= Beginning of Section =

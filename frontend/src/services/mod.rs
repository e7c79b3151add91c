pub mod api;
pub mod data_source;
pub mod logging;
pub mod telegram;

pub use data_source::DataSource;
pub use logging::ConsoleLogger;
pub use telegram::TelegramWebApp;
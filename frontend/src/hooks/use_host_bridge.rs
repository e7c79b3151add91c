use std::cell::RefCell;
use std::rc::Rc;

use shared::{HostBridge, HostPlatform, HostUser, VisualContext};
use yew::prelude::*;

use crate::services::TelegramWebApp;

#[derive(Clone, PartialEq)]
pub struct HostState {
    pub visual: VisualContext,
    pub user: Option<HostUser>,
}

/// Initializes the host bridge once, after the first render.
///
/// Until then (and for good outside Telegram) the light default theme applies.
#[hook]
pub fn use_host_bridge(main_button_text: String) -> HostState {
    let visual = use_state(VisualContext::default);
    let user = use_state(|| None::<HostUser>);

    {
        let visual = visual.clone();
        let user = user.clone();
        use_effect_with((), move |_| {
            let telegram = Rc::new(TelegramWebApp::detect());
            let platform: Rc<dyn HostPlatform> = telegram.clone();
            let bridge = Rc::new(RefCell::new(HostBridge::new(platform, &main_button_text)));

            let initial = bridge.borrow_mut().initialize().clone();
            visual.set(initial);
            user.set(bridge.borrow().user().cloned());

            if telegram.is_available() {
                let bridge = bridge.clone();
                let visual = visual.clone();
                let on_theme_changed = Box::new(move || {
                    let updated = bridge.borrow_mut().reapply_theme().clone();
                    log::debug!(target: "host-bridge", "theme changed, background {}", updated.background);
                    visual.set(updated);
                });
                if let Err(e) = telegram.on_theme_changed(on_theme_changed) {
                    log::warn!(target: "host-bridge", "theme change events unavailable: {}", e);
                }
            }

            || ()
        });
    }

    HostState {
        visual: (*visual).clone(),
        user: (*user).clone(),
    }
}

= End of Section =

REQUIRED WORK>
Nothing but a number is wanted here: please count the lines in the entries above that include the word "RefCell".

WRITTEN RESPONSE>
2